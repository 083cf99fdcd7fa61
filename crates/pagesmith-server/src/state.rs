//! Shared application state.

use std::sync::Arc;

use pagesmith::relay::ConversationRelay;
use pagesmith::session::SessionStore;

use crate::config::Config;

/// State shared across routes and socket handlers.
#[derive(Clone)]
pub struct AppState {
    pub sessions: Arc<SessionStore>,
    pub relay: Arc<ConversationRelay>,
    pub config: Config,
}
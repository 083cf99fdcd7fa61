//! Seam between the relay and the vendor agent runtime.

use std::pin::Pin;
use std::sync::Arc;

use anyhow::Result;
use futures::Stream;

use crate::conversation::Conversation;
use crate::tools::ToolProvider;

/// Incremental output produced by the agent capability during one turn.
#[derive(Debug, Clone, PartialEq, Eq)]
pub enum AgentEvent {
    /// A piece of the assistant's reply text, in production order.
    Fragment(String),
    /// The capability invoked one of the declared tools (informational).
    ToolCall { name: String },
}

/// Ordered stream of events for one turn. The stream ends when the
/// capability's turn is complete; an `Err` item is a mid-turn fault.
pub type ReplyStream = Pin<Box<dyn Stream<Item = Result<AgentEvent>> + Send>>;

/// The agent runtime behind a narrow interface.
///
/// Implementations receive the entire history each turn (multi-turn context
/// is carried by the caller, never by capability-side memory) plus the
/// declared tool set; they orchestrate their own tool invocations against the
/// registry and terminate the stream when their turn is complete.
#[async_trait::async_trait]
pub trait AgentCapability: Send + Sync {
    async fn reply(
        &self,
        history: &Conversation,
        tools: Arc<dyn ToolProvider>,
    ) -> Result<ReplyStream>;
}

-*-

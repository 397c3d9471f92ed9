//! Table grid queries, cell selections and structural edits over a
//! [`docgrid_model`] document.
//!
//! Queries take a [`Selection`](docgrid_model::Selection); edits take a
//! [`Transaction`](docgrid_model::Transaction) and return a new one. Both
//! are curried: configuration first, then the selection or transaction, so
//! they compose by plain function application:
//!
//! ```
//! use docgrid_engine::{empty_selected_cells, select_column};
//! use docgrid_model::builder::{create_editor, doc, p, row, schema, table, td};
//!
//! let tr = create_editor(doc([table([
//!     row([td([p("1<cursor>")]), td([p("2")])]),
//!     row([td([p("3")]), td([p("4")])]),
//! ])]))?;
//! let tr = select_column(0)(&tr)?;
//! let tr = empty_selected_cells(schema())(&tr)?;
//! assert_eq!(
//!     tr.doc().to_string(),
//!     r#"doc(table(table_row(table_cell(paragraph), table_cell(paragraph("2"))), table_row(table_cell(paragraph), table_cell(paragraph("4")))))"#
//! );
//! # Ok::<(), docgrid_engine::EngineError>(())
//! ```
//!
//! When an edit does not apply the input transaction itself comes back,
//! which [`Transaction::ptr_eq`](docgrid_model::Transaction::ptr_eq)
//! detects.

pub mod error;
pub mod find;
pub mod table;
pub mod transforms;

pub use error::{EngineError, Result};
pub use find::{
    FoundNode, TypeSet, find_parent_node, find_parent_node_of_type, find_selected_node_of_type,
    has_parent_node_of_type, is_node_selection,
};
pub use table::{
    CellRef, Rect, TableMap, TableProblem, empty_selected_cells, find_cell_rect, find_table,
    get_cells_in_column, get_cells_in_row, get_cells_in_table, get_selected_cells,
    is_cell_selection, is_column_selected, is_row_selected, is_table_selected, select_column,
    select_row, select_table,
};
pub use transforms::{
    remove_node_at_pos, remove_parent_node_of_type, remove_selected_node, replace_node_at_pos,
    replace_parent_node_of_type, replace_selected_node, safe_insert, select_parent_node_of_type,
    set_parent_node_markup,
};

-*-

What to produce: Going through the entries above, tally every line that contains the string "ToolProvider", then state only the total.

Written solution: 2